What you should do => The lines below starting at the line containing "with rejections converted" and ending at the line containing "-> Result<Option<Self>, Self::Rejection>" are to be repeated exactly, with both ends kept and nothing else added.

Exercise material =>
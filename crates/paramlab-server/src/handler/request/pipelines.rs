//! Pipeline request body.

use paramlab_core::{ModelChoices, ParameterValues, PipelineEdits};
use serde::Deserialize;

/// Body of `POST /tasks/{task}/pipeline`.
///
/// Every field is optional: an empty object asks for the resolved defaults
/// and the first model of each slot.
#[must_use]
#[derive(Debug, Clone, Default, Deserialize)]
#[serde(default, deny_unknown_fields)]
pub struct PipelineBody {
    pub preprocessing: ParameterValues,
    pub encoding: ParameterValues,
    pub decoding: ParameterValues,
    /// Model name per role, e.g. `{"decoder": "gpt2"}`.
    pub models: ModelChoices,
}

impl PipelineBody {
    /// Splits the body into stage edits and model choices.
    pub fn into_parts(self) -> (PipelineEdits, ModelChoices) {
        let edits = PipelineEdits {
            preprocessing: self.preprocessing,
            encoding: self.encoding,
            decoding: self.decoding,
        };
        (edits, self.models)
    }
}
//! JSON extractor and response wrapper.

use axum::extract::rejection::JsonRejection;
use axum::extract::{FromRequest, Json as AxumJson, OptionalFromRequest, Request};
use axum::response::{IntoResponse, Response};
use derive_more::{Deref, DerefMut, From};
use serde::Serialize;
use serde::de::DeserializeOwned;

use crate::handler::{Error, ErrorKind};

/// [`axum::Json`] with rejections converted into [`Error`].
#[must_use]
#[derive(Debug, Clone, Copy, Default, Deref, DerefMut, From)]
pub struct Json<T>(pub T);

impl<T> Json<T> {
    #[inline]
    pub fn new(inner: T) -> Self {
        Self(inner)
    }

    #[inline]
    pub fn into_inner(self) -> T {
        self.0
    }
}

impl<T, S> FromRequest<S> for Json<T>
where
    T: DeserializeOwned + 'static,
    S: Send + Sync,
{
    type Rejection = Error<'static>;

    async fn from_request(req: Request, state: &S) -> Result<Self, Self::Rejection> {
        let extractor = <AxumJson<T> as FromRequest<S>>::from_request(req, state).await;
        extractor.map(|x| Self::new(x.0)).map_err(Into::into)
    }
}

impl<T, S> OptionalFromRequest<S> for Json<T>
where
    T: DeserializeOwned + 'static,
    S: Send + Sync,
{
    type Rejection = Error<'static>;

    async fn from_request(req: Request, state: &S) -> Result<Option<Self>, Self::Rejection> {
        let extractor = <AxumJson<T> as OptionalFromRequest<S>>::from_request(req, state).await;
        extractor
            .map(|x| x.map(|x| Self::new(x.0)))
            .map_err(Into::into)
    }
}

impl<T> IntoResponse for Json<T>
where
    T: Serialize,
{
    #[inline]
    fn into_response(self) -> Response {
        AxumJson(self.0).into_response()
    }
}

impl From<JsonRejection> for Error<'static> {
    fn from(rejection: JsonRejection) -> Self {
        match rejection {
            JsonRejection::JsonDataError(err) => ErrorKind::BadRequest
                .with_message("Invalid request data format")
                .with_context(err.body_text()),
            JsonRejection::JsonSyntaxError(err) => ErrorKind::BadRequest
                .with_message("Invalid JSON syntax in request body")
                .with_context(err.body_text()),
            JsonRejection::MissingJsonContentType(_) => ErrorKind::BadRequest
                .with_message("Invalid content type")
                .with_context("Content-Type must be application/json"),
            JsonRejection::BytesRejection(err) => ErrorKind::BadRequest
                .with_message("Failed to read request body")
                .with_context(err.body_text()),
            other => ErrorKind::InternalServerError
                .with_message("Request processing failed")
                .with_context(other.body_text()),
        }
    }
}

Response to this exercise =>
/// [`axum::Json`] with rejections converted into [`Error`].
#[must_use]
#[derive(Debug, Clone, Copy, Default, Deref, DerefMut, From)]
pub struct Json<T>(pub T);

impl<T> Json<T> {
    #[inline]
    pub fn new(inner: T) -> Self {
        Self(inner)
    }

    #[inline]
    pub fn into_inner(self) -> T {
        self.0
    }
}

impl<T, S> FromRequest<S> for Json<T>
where
    T: DeserializeOwned + 'static,
    S: Send + Sync,
{
    type Rejection = Error<'static>;

    async fn from_request(req: Request, state: &S) -> Result<Self, Self::Rejection> {
        let extractor = <AxumJson<T> as FromRequest<S>>::from_request(req, state).await;
        extractor.map(|x| Self::new(x.0)).map_err(Into::into)
    }
}

impl<T, S> OptionalFromRequest<S> for Json<T>
where
    T: DeserializeOwned + 'static,
    S: Send + Sync,
{
    type Rejection = Error<'static>;

    async fn from_request(req: Request, state: &S) -> Result<Option<Self>, Self::Rejection> {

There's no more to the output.